_WHAT THE TASK ASKS_
Gather all lines in the data that hold the string "duplex".

_WORKING DATA_
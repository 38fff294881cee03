//
// Copyright 2024-2025 Digium, Inc.
// SPDX-License-Identifier: MIT
//

//! Wire formatting helpers shared by the signaling channel.

use serde_json::Value;

/// Client-side ceiling on the UTF-8 encoded size of a request body.
/// Over-size requests fail locally without transmission.
pub const BODY_SIZE_LIMIT: usize = 20_000;

/// Substitute `{name}` placeholders in a path template.
///
/// Unmatched placeholders are left in place so a bad call site shows
/// up in server logs rather than silently hitting a different route.
pub fn expand_path(template: &str, params: &[(&str, &str)]) -> String {
    let mut path = template.to_string();
    for (name, value) in params {
        path = path.replace(&format!("{{{}}}", name), value);
    }
    path
}

/// Serialize query parameters for GET and DELETE frames.
///
/// Scalars become `k=v`; arrays are joined with commas (`k=v1,v2`);
/// objects and nulls are skipped entirely.
pub fn to_query(params: &Value) -> String {
    let Some(map) = params.as_object() else {
        return String::new();
    };
    let mut parts = Vec::new();
    for (key, value) in map {
        match value {
            Value::Null | Value::Object(_) => continue,
            Value::Array(items) => {
                let joined = items
                    .iter()
                    .filter_map(scalar_to_string)
                    .collect::<Vec<_>>()
                    .join(",");
                parts.push(format!("{}={}", key, joined));
            }
            _ => {
                if let Some(s) = scalar_to_string(value) {
                    parts.push(format!("{}={}", key, s));
                }
            }
        }
    }
    parts.join("&")
}

/// Append a serialized query to a path, if there is one.
pub fn with_query(path: &str, params: &Value) -> String {
    let query = to_query(params);
    if query.is_empty() {
        path.to_string()
    } else {
        format!("{}?{}", path, query)
    }
}

fn scalar_to_string(value: &Value) -> Option<String> {
    match value {
        Value::String(s) => Some(s.clone()),
        Value::Number(n) => Some(n.to_string()),
        Value::Bool(b) => Some(b.to_string()),
        _ => None,
    }
}

/// UTF-8 encoded size of a JSON body as it would go on the wire.
pub fn body_size(body: &Value) -> usize {
    serde_json::to_string(body).map(|s| s.len()).unwrap_or(0)
}

#[cfg(test)]
mod tests {
    use serde_json::json;

    use super::*;

    #[test]
    fn expand_path_substitutes_placeholders() {
        assert_eq!(
            expand_path("/v1/channels/{id}/subscribers/", &[("id", "room-9")]),
            "/v1/channels/room-9/subscribers/"
        );
        assert_eq!(
            expand_path("/v1/conferences/{id}/participants/{endpointId}", &[
                ("id", "c1"),
                ("endpointId", "alice"),
            ]),
            "/v1/conferences/c1/participants/alice"
        );
    }

    #[test]
    fn query_serialization_joins_arrays_and_skips_objects() {
        let query = to_query(&json!({
            "limit": 50,
            "before": "msg-17",
            "groups": ["g1", "g2"],
            "nested": {"skipped": true},
            "missing": null,
        }));
        assert_eq!(query, "before=msg-17&groups=g1,g2&limit=50");
    }

    #[test]
    fn with_query_leaves_bare_path_alone() {
        assert_eq!(with_query("/v1/turn", &json!({})), "/v1/turn");
        assert_eq!(
            with_query("/v1/turn", &json!({"service": "turn"})),
            "/v1/turn?service=turn"
        );
    }

    #[test]
    fn body_size_counts_utf8_bytes() {
        assert_eq!(body_size(&json!({"a": "b"})), r#"{"a":"b"}"#.len());
        // Multibyte characters count encoded, not as chars.
        let size = body_size(&json!({"msg": "héllo"}));
        assert!(size > r#"{"msg":"hello"}"#.len());
    }
}
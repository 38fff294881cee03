//
// Copyright 2024-2025 Digium, Inc.
// SPDX-License-Identifier: MIT
//

//! Batch windows for membership operations.
//!
//! `join_group`, `leave_group`, and `register_presence` each
//! accumulate identifiers synchronously and flush once on the next
//! scheduler tick, so N synchronous calls become one wire RPC. Every
//! caller inside one window receives the *same* completion handle.

use std::collections::HashSet;
use std::sync::Arc;

use crate::common::Result;
use crate::core::call_mutex::CallMutex;

/// Which membership operation a batch belongs to.
#[derive(Clone, Copy, Debug, PartialEq, Eq, strum_macros::Display)]
#[strum(serialize_all = "camelCase")]
pub enum BatchKind {
    JoinGroup,
    LeaveGroup,
    RegisterPresence,
}

type Waiter = Box<dyn FnOnce(Result<()>) + Send>;

struct HandleState {
    result: Option<Result<()>>,
    waiters: Vec<Waiter>,
}

/// Shared completion of one batch window.
///
/// Handle identity is observable: callers batched into the same window
/// hold the same `Arc`, comparable with [`Arc::ptr_eq`].
pub struct BatchHandle {
    state: CallMutex<HandleState>,
}

impl BatchHandle {
    fn new() -> Arc<Self> {
        Arc::new(Self {
            state: CallMutex::new(
                HandleState {
                    result: None,
                    waiters: Vec::new(),
                },
                "batch_handle",
            ),
        })
    }

    /// A handle that is already complete, for callers that never made
    /// it into a window.
    pub(crate) fn completed(result: Result<()>) -> Arc<Self> {
        let handle = Self::new();
        handle.complete(result);
        handle
    }

    /// Register a completion callback; fires immediately if the batch
    /// already completed.
    pub fn when_done(&self, waiter: Waiter) {
        let ready = match self.state.lock() {
            Ok(mut state) => match &state.result {
                Some(result) => Some(result.clone()),
                None => {
                    state.waiters.push(waiter);
                    return;
                }
            },
            Err(_) => None,
        };
        if let Some(result) = ready {
            waiter(result);
        }
    }

    /// The outcome, if the flush already happened.
    pub fn result(&self) -> Option<Result<()>> {
        self.state.lock().ok().and_then(|state| state.result.clone())
    }

    pub(crate) fn complete(&self, result: Result<()>) {
        let waiters = match self.state.lock() {
            Ok(mut state) => {
                if state.result.is_some() {
                    warn!("batch completed twice");
                    return;
                }
                state.result = Some(result.clone());
                std::mem::take(&mut state.waiters)
            }
            Err(_) => return,
        };
        for waiter in waiters {
            waiter(result.clone());
        }
    }
}

/// Accumulator for one membership operation.
pub struct Batcher {
    kind: BatchKind,
    pending: Vec<String>,
    seen: HashSet<String>,
    window: Option<Arc<BatchHandle>>,
}

impl Batcher {
    pub fn new(kind: BatchKind) -> Self {
        Self {
            kind,
            pending: Vec::new(),
            seen: HashSet::new(),
            window: None,
        }
    }

    pub fn kind(&self) -> BatchKind {
        self.kind
    }

    /// Add identifiers to the current window, opening one if needed.
    ///
    /// Returns the window's shared handle and whether this call opened
    /// the window (the opener schedules the flush). Duplicates within
    /// a window are dropped; insertion order is preserved.
    pub fn add<I>(&mut self, ids: I) -> (Arc<BatchHandle>, bool)
    where
        I: IntoIterator<Item = String>,
    {
        let opened = self.window.is_none();
        let handle = self
            .window
            .get_or_insert_with(BatchHandle::new)
            .clone();
        for id in ids {
            if self.seen.insert(id.clone()) {
                self.pending.push(id);
            }
        }
        (handle, opened)
    }

    /// Close the window for flushing. A new window starts on the next
    /// `add`.
    pub fn take(&mut self) -> Option<(Vec<String>, Arc<BatchHandle>)> {
        let handle = self.window.take()?;
        self.seen.clear();
        Some((std::mem::take(&mut self.pending), handle))
    }
}

#[cfg(test)]
mod tests {
    use super::*;

    #[test]
    fn one_window_one_handle() {
        let mut batcher = Batcher::new(BatchKind::JoinGroup);
        let (first, opened_first) = batcher.add(vec!["g1".to_string()]);
        let (second, opened_second) = batcher.add(vec!["g2".to_string(), "g1".to_string()]);

        assert!(opened_first);
        assert!(!opened_second);
        assert!(Arc::ptr_eq(&first, &second));

        let (ids, handle) = batcher.take().unwrap();
        assert_eq!(ids, vec!["g1".to_string(), "g2".to_string()]);
        assert!(Arc::ptr_eq(&handle, &first));
    }

    #[test]
    fn take_resets_window() {
        let mut batcher = Batcher::new(BatchKind::LeaveGroup);
        let (first, _) = batcher.add(vec!["g1".to_string()]);
        batcher.take().unwrap();
        assert!(batcher.take().is_none());

        let (second, opened) = batcher.add(vec!["g1".to_string()]);
        assert!(opened);
        assert!(!Arc::ptr_eq(&first, &second));
        // The dedup set does not leak across windows.
        let (ids, _) = batcher.take().unwrap();
        assert_eq!(ids, vec!["g1".to_string()]);
    }

    #[test]
    fn handle_delivers_to_late_and_early_waiters() {
        let handle = BatchHandle::new();
        let early = Arc::new(CallMutex::new(None, "early"));
        let sink = Arc::clone(&early);
        handle.when_done(Box::new(move |result| {
            *sink.lock().unwrap() = Some(result.is_ok());
        }));

        handle.complete(Ok(()));
        assert_eq!(*early.lock().unwrap(), Some(true));
        assert!(handle.result().unwrap().is_ok());

        let late = Arc::new(CallMutex::new(None, "late"));
        let sink = Arc::clone(&late);
        handle.when_done(Box::new(move |result| {
            *sink.lock().unwrap() = Some(result.is_ok());
        }));
        assert_eq!(*late.lock().unwrap(), Some(true));
    }
}
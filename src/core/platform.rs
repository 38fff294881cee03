//
// Copyright 2024-2025 Digium, Inc.
// SPDX-License-Identifier: MIT
//

//! Platform trait describing the interface the owning client must
/// implement for calling.
use std::fmt;

use serde_json::Value;

use crate::common::{ConnectionId, EndpointId, GroupId, Result, SessionId, SignalTarget};
use crate::core::call::Call;
use crate::core::call_state::{Edge, State};
use crate::core::channel::SignalingChannel;
use crate::core::signaling::{IceCandidate, ReceivedSignal, SignalType};

/// Events surfaced on the client as a whole.
#[derive(Clone, Debug)]
pub enum ClientEvent {
    /// The duplex session was lost.
    Disconnect { reason: String },
    /// The duplex session came back and groups were rejoined.
    Reconnect,
    /// A direct message from another endpoint.
    Message {
        from: EndpointId,
        from_connection: Option<ConnectionId>,
        message: String,
    },
    /// An observed endpoint changed presence.
    Presence {
        endpoint: EndpointId,
        connection: ConnectionId,
        presence: Value,
    },
    /// Someone joined a group we belong to.
    GroupJoin {
        group: GroupId,
        endpoint: EndpointId,
        connection: ConnectionId,
    },
    /// Someone left a group we belong to.
    GroupLeave {
        group: GroupId,
        endpoint: EndpointId,
        connection: ConnectionId,
    },
    /// A message published to a group we belong to.
    GroupMessage {
        group: GroupId,
        from: EndpointId,
        message: String,
    },
}

/// Events surfaced per call.
#[derive(Clone, Debug)]
pub enum CallEvent {
    /// `<state>:entry` / `<state>:exit`.
    State { state: State, edge: Edge },
    /// `signal-offer`, `signal-answer`, ... fired when an inbound
    /// signal of that kind was delivered to the call.
    Signal { signal_type: SignalType },
    /// Direct-connection lifecycle.
    Direct(DirectConnectionEvent),
}

#[derive(Clone, Debug)]
pub enum DirectConnectionEvent {
    /// A direct connection was requested (outbound side).
    Start,
    /// The remote request was accepted locally.
    Accept,
    /// The underlying data channel is open.
    Open,
    /// A message arrived on the data channel.
    Message(String),
    /// The data channel failed.
    Error(String),
    /// The data channel closed.
    Close,
}

impl fmt::Display for DirectConnectionEvent {
    fn fmt(&self, f: &mut fmt::Formatter) -> fmt::Result {
        let name = match self {
            Self::Start => "start",
            Self::Accept => "accept",
            Self::Open => "open",
            Self::Message(_) => "message",
            Self::Error(_) => "error",
            Self::Close => "close",
        };
        write!(f, "{}", name)
    }
}

/// A bidirectional data channel created by the peer connection.
pub trait DataChannel: Send {
    fn send(&self, message: &str) -> Result<()>;
    fn close(&mut self);
}

/// The peer-connection primitive.
///
/// Assumed to be provided by the platform (the browser engine, a
/// native WebRTC build). Implementations deliver their asynchronous
/// events through the owning [`Call`]'s hooks: `received_local_media`,
/// `received_remote_media`, `local_candidates_ready`,
/// `remote_data_channel`, and `stats_ready`.
pub trait PeerConnection: Send {
    /// Generate a local offer.
    fn create_offer(&mut self, done: Box<dyn FnOnce(Result<String>) + Send>);

    /// Apply the remote answer to a previously created offer.
    fn accept_answer(&mut self, sdp: &str, done: Box<dyn FnOnce(Result<()>) + Send>);

    /// Apply a remote offer and generate the local answer.
    fn create_answer(&mut self, offer_sdp: &str, done: Box<dyn FnOnce(Result<String>) + Send>);

    /// Feed remote ICE candidates.
    fn add_remote_candidates(&mut self, candidates: Vec<IceCandidate>) -> Result<()>;

    /// Open a data channel (direct connections).
    fn create_data_channel(&mut self, label: &str) -> Result<Box<dyn DataChannel>>;

    /// Snapshot connection statistics.
    fn get_stats(&self, done: Box<dyn FnOnce(Value) + Send>);

    /// Tear down the connection and release media.
    fn close(&mut self);
}

/// A trait describing the interface the owning client must implement
/// for calling.
///
/// The client owns the `sessionId -> Call` index; the channel queries
/// it for every routed signal and never holds call references of its
/// own.
pub trait Platform: Sized + Send + 'static {
    /// Look up a call by session id. Implementations may fall back to
    /// an endpoint-scoped lookup; the router drops the signal if the
    /// returned call's id disagrees.
    fn call_for_session(&mut self, session_id: &SessionId, target: SignalTarget)
        -> Option<Call<Self>>;

    /// A first `offer` arrived for an unknown session; create the
    /// callee-side call and index it.
    fn create_incoming_call(
        &mut self,
        channel: &SignalingChannel<Self>,
        offer: &ReceivedSignal,
    ) -> Result<Call<Self>>;

    /// A first `offer` arrived for an unknown direct-connection
    /// session. At most one direct connection exists per endpoint;
    /// reuse the existing call when its session matches.
    fn direct_connection_call(
        &mut self,
        channel: &SignalingChannel<Self>,
        offer: &ReceivedSignal,
    ) -> Result<Call<Self>>;

    /// Create the platform peer connection for a call. The platform
    /// wires the primitive's events back to `call`'s hooks.
    fn create_peer_connection(&mut self, call: &Call<Self>) -> Result<Box<dyn PeerConnection>>;

    /// Start gathering device media for a call. Completion arrives via
    /// `call.received_local_media()`; user approval via
    /// `call.approve()`.
    fn request_device_media(&mut self, call: &Call<Self>) -> Result<()>;

    /// Whether the client application listens for incoming calls. A
    /// call initiated with nobody listening terminates immediately.
    fn has_call_listener(&self) -> bool;

    /// Groups the client belongs to; rejoined after a reconnect.
    fn joined_groups(&self) -> Vec<GroupId>;

    /// Notify the client application about an event.
    fn on_client_event(&mut self, event: ClientEvent);

    /// Notify the client application about a call-scoped event.
    fn on_call_event(&mut self, call: &Call<Self>, event: CallEvent);

    /// The call fully terminated; drop it from the index.
    fn call_concluded(&mut self, session_id: &SessionId);
}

_ANSWER TO THE EXERCISE_
    /// The duplex session was lost.
    /// The duplex session came back and groups were rejoined.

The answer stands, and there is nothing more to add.